Su
padre, empresario y político, jamás consideró la
posibilidad de tener un hijo músico, por lo
que, cuando Oscar reveló sus intenciones, literalmente
ardió Troya.
Aunque Oscar es
ahora un músico polifacético,
capaz de abordar todos los estilos, en el jazz ha encontrado
un adecuado y apasionante foro de expresión.
Un momento que recuerda con mucho cariño es el
de haber tocado, como guitarrista invitado, con varios
ensambles europeos que llegaron a Monterrey; también
recuerda las exitosas presentaciones de sus dos discos
con la agrupación Seven
Changes. Dice que no se
siente satisfecho con el resultado de esas grabaciones,
pero que tienen su valor porque, en su momento, así salieron
de manera natural. Para Oscar eso es muy importante:
respetar el proceso natural de las cosas. Por cierto,
ese nombre, Seven Changes hace alusión al número
que ordena el Cosmos o las cosas del hombre y los cambios
que, incesantemente, todo ente experimenta.
La composición, enfatiza, es su verdadera vocación;
tiene facilidad para ello, pero considera que el talento
debe complementarse con la disciplina. Aunque se distingue
por su permanente autocrítica, no se considera
implacable sino objetivo.
Oscar demuestra especial interés por las filosofías
orientales, a las que les ha dedicado casi el mismo tiempo
que a la música. Ha incursionado por las escuelas
teosófica, gnóstica, metafísica,
por el Cuarto Camino, etc. Ha estudiado astrología,
psicología sistémica, ciencia política
y negocios. Está convencido de que un verdadero
artista debe contar con una amplia cultura y con un amplio
criterio; eso, dice, lo convertirá en una persona
más sólida, capaz de explorar los confines
del conocimiento y de la sensibilidad.
Oscar, que de manera paralela a su actividad artística,
produce, compra y vende espectáculos, jamás
pensó en ser empresario hasta que, en el 2005,
su hijo cumplió tres años. El pequeño
Andrés, que ya lee música y que ya ofreció su
primer recital de piano, parece, hasta ahora, que no
esta interesado en seguir el camino de su padre.

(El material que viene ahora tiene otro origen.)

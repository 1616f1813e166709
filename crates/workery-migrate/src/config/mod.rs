//! Configuration loading and validation.
//!
//! Everything is read from `WORKERY_MIGRATE_*` environment variables through
//! the `config` crate, one prefixed section per connection.

mod types;
mod validation;

pub use types::*;

use crate::error::{MigrateError, Result};
use config::{Environment, Map};
use serde::de::DeserializeOwned;
use serde::Deserialize;
use std::path::PathBuf;

/// Prefix shared by every environment variable the tool reads.
pub const ENV_PREFIX: &str = "WORKERY_MIGRATE_";

const DEFAULT_STAGING_DIR: &str = "./static";

/// Variables read directly under [`ENV_PREFIX`].
#[derive(Debug, Default, Deserialize)]
struct Settings {
    staging_dir: Option<PathBuf>,
}

impl Config {
    /// Load configuration from the process environment.
    pub fn from_env() -> Result<Self> {
        Self::load(None)
    }

    /// Load configuration from an explicit variable map instead of the
    /// process environment.
    pub fn from_source(vars: Map<String, String>) -> Result<Self> {
        Self::load(Some(vars))
    }

    /// Object store credential sets are optional as a whole: a set is loaded
    /// when its bucket variable is present and must then be complete.
    fn load(vars: Option<Map<String, String>>) -> Result<Self> {
        let settings: Settings = section("", &vars)?;
        let legacy_objects: ObjectStoreConfig = section("LEGACY_S3", &vars)?;
        let objects: ObjectStoreConfig = section("S3", &vars)?;

        let config = Config {
            source: section("POSTGRES", &vars)?,
            target: section("MONGODB", &vars)?,
            legacy_objects: Some(legacy_objects).filter(|s| !s.bucket.is_empty()),
            objects: Some(objects).filter(|s| !s.bucket.is_empty()),
            staging_dir: settings
                .staging_dir
                .unwrap_or_else(|| PathBuf::from(DEFAULT_STAGING_DIR)),
        };

        config.validate()?;
        Ok(config)
    }

    /// Validate the configuration.
    pub fn validate(&self) -> Result<()> {
        validation::validate(self)
    }

    /// Legacy object store credentials, required by attachment commands.
    pub fn require_legacy_objects(&self) -> Result<&ObjectStoreConfig> {
        self.legacy_objects.as_ref().ok_or_else(|| {
            MigrateError::Config(format!("{}LEGACY_S3_BUCKET_NAME is required", ENV_PREFIX))
        })
    }

    /// New object store credentials, required by the upload phase.
    pub fn require_objects(&self) -> Result<&ObjectStoreConfig> {
        self.objects
            .as_ref()
            .ok_or_else(|| MigrateError::Config(format!("{}S3_BUCKET_NAME is required", ENV_PREFIX)))
    }
}

/// Deserialize the variables under `WORKERY_MIGRATE_<name>_`.
fn section<T: DeserializeOwned>(name: &str, vars: &Option<Map<String, String>>) -> Result<T> {
    let prefix = format!("{}{}", ENV_PREFIX, name);
    config::Config::builder()
        .add_source(
            Environment::with_prefix(prefix.trim_end_matches('_'))
                .ignore_empty(true)
                .source(vars.clone()),
        )
        .build()
        .and_then(|c| c.try_deserialize::<T>())
        .map_err(|e| MigrateError::Config(e.to_string()))
}
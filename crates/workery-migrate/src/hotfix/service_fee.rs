//! Pass 3: cascade each associate's service fee onto its orders and task items.

use bson::doc;
use tracing::{debug, info};

use crate::error::Result;
use crate::model::{is_nil, Associate, Entity, Order, TaskItem, Tenant};
use crate::store::{DocumentStore, Repository};

use super::in_transaction;

/// Documents carrying the denormalized `invoice_service_fee_*` triple.
pub trait FeeHolder: Entity {
    fn copy_fee_from(&mut self, associate: &Associate);
}

impl FeeHolder for Order {
    fn copy_fee_from(&mut self, associate: &Associate) {
        self.invoice_service_fee_id = associate.service_fee_id;
        self.invoice_service_fee_name = associate.service_fee_name.clone();
        self.invoice_service_fee_percentage = associate.service_fee_percentage;
    }
}

impl FeeHolder for TaskItem {
    fn copy_fee_from(&mut self, associate: &Associate) {
        self.invoice_service_fee_id = associate.service_fee_id;
        self.invoice_service_fee_name = associate.service_fee_name.clone();
        self.invoice_service_fee_percentage = associate.service_fee_percentage;
    }
}

async fn cascade<T: FeeHolder>(
    store: &dyn DocumentStore,
    tenant: &Tenant,
    associate: &Associate,
) -> Result<usize> {
    let repo = Repository::<T>::new(store);
    let holders = repo
        .find(doc! { "tenant_id": tenant.id, "associate_id": associate.id })
        .await?;
    let count = holders.len();
    for mut holder in holders {
        holder.copy_fee_from(associate);
        repo.replace(&holder).await?;
        debug!("Updated fee of {} ID# {}", T::KIND, holder.id());
    }
    Ok(count)
}

/// Associates without a service fee are skipped.
pub async fn cascade_service_fees(store: &dyn DocumentStore, tenant: &Tenant) -> Result<usize> {
    info!("Beginning cascading service fees");
    let associates = Repository::<Associate>::new(store)
        .find(doc! { "tenant_id": tenant.id })
        .await?;
    let mut updated = 0;
    for associate in &associates {
        if is_nil(&associate.service_fee_id) {
            continue;
        }
        let (orders, tasks) = in_transaction(store, async {
            let orders = cascade::<Order>(store, tenant, associate).await?;
            let tasks = cascade::<TaskItem>(store, tenant, associate).await?;
            Ok((orders, tasks))
        })
        .await?;
        updated += orders + tasks;
        info!(
            "Cascaded service fee of Associate ID# {} to {} orders and {} task items",
            associate.id, orders, tasks
        );
    }
    info!("Finished cascading service fees");
    Ok(updated)
}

Un día, el Zensei viajaba de Guadalajara a Monterrey,
cuando comenzó a reflexionar en la posibilidad
de producir su disco ideal. Había trabajado muy
esforzadamente en la música y estaba convencido
de tener el talento suficiente para ello. Escribió en
su computadora los nombres de los músicos con
los que quería grabar; la lista incluía
a David Liebman, Jack Wilkins y Ralph Alessi, que, al
final de cuentas, resultaron los tres invitados especiales
al proyecto.
“Afortunadamente las cosas se dieron y de forma
relativamente sencilla. Para lograr algo en la vida,
primero hay que pensar en que uno se lo merece y, después,
hay que dar los pasos en consecuencia y enfocarse en
el resultado.”
Oscar González no pretende compararse ni piensa
en la crítica o en el qué dirán.
Simplemente, hizo un disco con la calidad que el considera
que debe tener, respetando al público y con las
credenciales de 20 años de trayectoria.
Se identifica con colegas suyos que son capaces de tocar,
con igual éxito, guitarras sólidas o huecas.

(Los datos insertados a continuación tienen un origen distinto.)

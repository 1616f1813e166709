//! In-memory document store.
//!
//! Keeps each collection as an insertion-ordered list. Filters match on
//! top-level field equality only, which is all the importers use. A
//! transaction snapshots every collection and restores it on abort.

use std::collections::BTreeMap;
use std::sync::{Mutex, MutexGuard};

use async_trait::async_trait;
use bson::oid::ObjectId;
use bson::{Bson, Document};

use crate::error::{MigrateError, Result};

use super::DocumentStore;

type Collections = BTreeMap<String, Vec<Document>>;

#[derive(Default)]
struct Inner {
    collections: Collections,
    snapshot: Option<Collections>,
}

/// Document store that lives and dies with the process.
#[derive(Default)]
pub struct MemoryStore {
    inner: Mutex<Inner>,
}

impl MemoryStore {
    pub fn new() -> Self {
        Self::default()
    }

    fn lock(&self) -> MutexGuard<'_, Inner> {
        // A poisoned lock only means a test panicked mid-write.
        self.inner.lock().unwrap_or_else(|e| e.into_inner())
    }

    /// Number of documents in a collection.
    pub fn count(&self, collection: &str) -> usize {
        self.lock()
            .collections
            .get(collection)
            .map_or(0, Vec::len)
    }
}

fn filter_matches(doc: &Document, filter: &Document) -> bool {
    filter.iter().all(|(key, expected)| match doc.get(key) {
        Some(actual) => values_equal(actual, expected),
        None => matches!(expected, Bson::Null),
    })
}

/// Integer widths compare by value, as they do in MongoDB.
fn values_equal(a: &Bson, b: &Bson) -> bool {
    match (a, b) {
        (Bson::Int32(x), Bson::Int64(y)) | (Bson::Int64(y), Bson::Int32(x)) => {
            i64::from(*x) == *y
        }
        _ => a == b,
    }
}

fn id_of(doc: &Document) -> Option<ObjectId> {
    doc.get_object_id("_id").ok()
}

#[async_trait]
impl DocumentStore for MemoryStore {
    async fn insert_one(&self, collection: &str, doc: Document) -> Result<()> {
        let mut inner = self.lock();
        inner
            .collections
            .entry(collection.to_string())
            .or_default()
            .push(doc);
        Ok(())
    }

    async fn replace_one(&self, collection: &str, id: ObjectId, doc: Document) -> Result<()> {
        let mut inner = self.lock();
        let slot = inner
            .collections
            .get_mut(collection)
            .and_then(|docs| docs.iter_mut().find(|d| id_of(d) == Some(id)));
        match slot {
            Some(existing) => {
                *existing = doc;
                Ok(())
            }
            None => Err(MigrateError::MissingDocument {
                collection: collection.to_string(),
                id: id.to_hex(),
            }),
        }
    }

    async fn delete_one(&self, collection: &str, id: ObjectId) -> Result<()> {
        let mut inner = self.lock();
        if let Some(docs) = inner.collections.get_mut(collection) {
            if let Some(pos) = docs.iter().position(|d| id_of(d) == Some(id)) {
                docs.remove(pos);
            }
        }
        Ok(())
    }

    async fn find_one(&self, collection: &str, filter: Document) -> Result<Option<Document>> {
        Ok(self.find(collection, filter).await?.into_iter().next())
    }

    async fn find(&self, collection: &str, filter: Document) -> Result<Vec<Document>> {
        let inner = self.lock();
        Ok(inner
            .collections
            .get(collection)
            .map(|docs| {
                docs.iter()
                    .filter(|d| filter_matches(d, &filter))
                    .cloned()
                    .collect()
            })
            .unwrap_or_default())
    }

    async fn start_transaction(&self) -> Result<()> {
        let mut inner = self.lock();
        if inner.snapshot.is_some() {
            return Err(MigrateError::Config(
                "a document store transaction is already open".to_string(),
            ));
        }
        let snapshot = inner.collections.clone();
        inner.snapshot = Some(snapshot);
        Ok(())
    }

    async fn commit_transaction(&self) -> Result<()> {
        self.lock().snapshot = None;
        Ok(())
    }

    async fn abort_transaction(&self) -> Result<()> {
        let mut inner = self.lock();
        if let Some(snapshot) = inner.snapshot.take() {
            inner.collections = snapshot;
        }
        Ok(())
    }

    fn db_type(&self) -> &str {
        "memory"
    }
}

#[cfg(test)]
mod tests {
    use super::*;
    use bson::doc;

    #[tokio::test]
    async fn test_find_filters_and_keeps_insertion_order() {
        let store = MemoryStore::new();
        let tenant = ObjectId::new();
        for public_id in [3i64, 1, 2] {
            store
                .insert_one(
                    "tags",
                    doc! { "_id": ObjectId::new(), "tenant_id": tenant, "public_id": public_id },
                )
                .await
                .unwrap();
        }
        let other = doc! { "_id": ObjectId::new(), "tenant_id": ObjectId::new(), "public_id": 1i64 };
        store.insert_one("tags", other).await.unwrap();

        let docs = store.find("tags", doc! { "tenant_id": tenant }).await.unwrap();
        let ids: Vec<i64> = docs.iter().map(|d| d.get_i64("public_id").unwrap()).collect();
        assert_eq!(ids, vec![3, 1, 2]);

        let one = store
            .find_one("tags", doc! { "tenant_id": tenant, "public_id": 1i32 })
            .await
            .unwrap();
        assert!(one.is_some());
    }

    #[tokio::test]
    async fn test_replace_missing_document_fails() {
        let store = MemoryStore::new();
        let err = store
            .replace_one("tags", ObjectId::new(), Document::new())
            .await
            .unwrap_err();
        assert!(matches!(err, MigrateError::MissingDocument { .. }));
    }

    #[tokio::test]
    async fn test_abort_restores_snapshot() {
        let store = MemoryStore::new();
        let id = ObjectId::new();
        store.insert_one("tags", doc! { "_id": id }).await.unwrap();

        store.start_transaction().await.unwrap();
        store.delete_one("tags", id).await.unwrap();
        assert_eq!(store.count("tags"), 0);
        store.abort_transaction().await.unwrap();
        assert_eq!(store.count("tags"), 1);

        store.start_transaction().await.unwrap();
        store.delete_one("tags", id).await.unwrap();
        store.commit_transaction().await.unwrap();
        assert_eq!(store.count("tags"), 0);
    }
}
//! Document model of the new schema.
//!
//! Every document carries a freshly minted `_id` and the legacy numeric id
//! as `public_id`. Referenced data is copied inline so documents can be read
//! without joins; absent references use [`nil_id`] and an empty name.

mod attachment;
mod order;
mod principal;
mod reference;
mod tenant;

pub use attachment::*;
pub use order::*;
pub use principal::*;
pub use reference::*;
pub use tenant::*;

use bson::oid::ObjectId;
use bson::DateTime;
use serde::de::DeserializeOwned;
use serde::{Deserialize, Serialize};

/// The null identifier: all twelve bytes zero.
pub fn nil_id() -> ObjectId {
    ObjectId::from_bytes([0; 12])
}

pub fn is_nil(id: &ObjectId) -> bool {
    id.bytes() == [0; 12]
}

/// A document type stored in its own collection.
pub trait Entity: Serialize + DeserializeOwned + Send + Sync + Unpin {
    /// Collection name in the document store.
    const COLLECTION: &'static str;

    /// Display name used in progress lines and errors.
    const KIND: &'static str;

    /// Whether lookups are restricted to the current tenant.
    const TENANT_SCOPED: bool = true;

    /// Whether the resolver remembers `public_id -> _id` for this kind.
    const CACHED: bool = false;

    fn id(&self) -> ObjectId;

    fn public_id(&self) -> i64;
}

macro_rules! entity {
    ($ty:ty, $collection:literal, $kind:literal $(, $flag:ident = $value:expr)*) => {
        impl $crate::model::Entity for $ty {
            const COLLECTION: &'static str = $collection;
            const KIND: &'static str = $kind;
            $(const $flag: bool = $value;)*

            fn id(&self) -> bson::oid::ObjectId {
                self.id
            }

            fn public_id(&self) -> i64 {
                self.public_id
            }
        }
    };
}

pub(crate) use entity;

/// Who created and last modified a document, and from where.
#[derive(Debug, Clone, PartialEq, Serialize, Deserialize)]
pub struct Audit {
    pub created_at: Option<DateTime>,
    pub created_by_user_id: ObjectId,
    pub created_by_user_name: String,
    pub created_from_ip_address: String,
    pub modified_at: Option<DateTime>,
    pub modified_by_user_id: ObjectId,
    pub modified_by_user_name: String,
    pub modified_from_ip_address: String,
}

impl Default for Audit {
    fn default() -> Self {
        Self {
            created_at: None,
            created_by_user_id: nil_id(),
            created_by_user_name: String::new(),
            created_from_ip_address: String::new(),
            modified_at: None,
            modified_by_user_id: nil_id(),
            modified_by_user_name: String::new(),
            modified_from_ip_address: String::new(),
        }
    }
}

/// Postal address with its pre-composed display forms.
#[derive(Debug, Clone, Default, PartialEq, Serialize, Deserialize)]
pub struct Address {
    pub country: String,
    pub region: String,
    pub locality: String,
    pub postal_code: String,
    pub street_address: String,
    pub street_address_extra: String,
    pub post_office_box_number: String,
    pub elevation: Option<f64>,
    pub latitude: Option<f64>,
    pub longitude: Option<f64>,
    pub full_address_without_postal_code: String,
    pub full_address_with_postal_code: String,
    pub full_address_url: String,
}

#[derive(Debug, Clone, Copy, PartialEq, Eq, Serialize, Deserialize)]
#[serde(rename_all = "snake_case")]
pub enum PhoneType {
    Landline,
    Mobile,
    Work,
}

#[derive(Debug, Clone, PartialEq, Serialize, Deserialize)]
pub struct Phone {
    pub number: String,
    #[serde(rename = "type")]
    pub type_of: Option<PhoneType>,
    pub extension: String,
}

/// Gender with a free-form description reserved for `Other`.
#[derive(Debug, Clone, PartialEq, Eq, Serialize, Deserialize)]
#[serde(tag = "kind", content = "description", rename_all = "snake_case")]
pub enum Gender {
    Man,
    Woman,
    PreferNotToSay,
    Other(String),
}

#[derive(Debug, Clone, Copy, PartialEq, Eq, Serialize, Deserialize)]
#[serde(rename_all = "snake_case")]
pub enum Status {
    Active,
    Archived,
}

impl Status {
    pub fn from_archived(is_archived: bool) -> Self {
        if is_archived {
            Status::Archived
        } else {
            Status::Active
        }
    }
}

#[cfg(test)]
mod tests {
    use super::*;

    #[test]
    fn test_nil_id() {
        assert_eq!(nil_id().to_hex(), "000000000000000000000000");
        assert!(is_nil(&nil_id()));
        assert!(!is_nil(&ObjectId::new()));
    }

    #[test]
    fn test_gender_is_tagged() {
        let doc = bson::to_document(&Gender::Other("two-spirit".into())).unwrap();
        assert_eq!(doc.get_str("kind").unwrap(), "other");
        assert_eq!(doc.get_str("description").unwrap(), "two-spirit");

        let doc = bson::to_document(&Gender::PreferNotToSay).unwrap();
        assert_eq!(doc.get_str("kind").unwrap(), "prefer_not_to_say");
        assert!(doc.get("description").is_none());
    }

    #[test]
    fn test_audit_default_uses_nil_ids() {
        let audit = Audit::default();
        assert!(is_nil(&audit.created_by_user_id));
        assert!(is_nil(&audit.modified_by_user_id));
        assert!(audit.created_by_user_name.is_empty());
    }
}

Afirma que algunos critican su gusto por la Fender Stratocaster,
pero subraya que es necesario que en México se
superen esos encasillamientos, porque el músico
hace al instrumento y no éste al ejecutante.
Para mí, ha sido una gran satisfacción haber
estado presente en la grabación de Psicodrama. Tras
escuchar este repertorio, estoy seguro de que usted estará de
acuerdo conmigo en que Oscar González tiene el signo
de éxito en su horizonte. No puede ser de otra manera.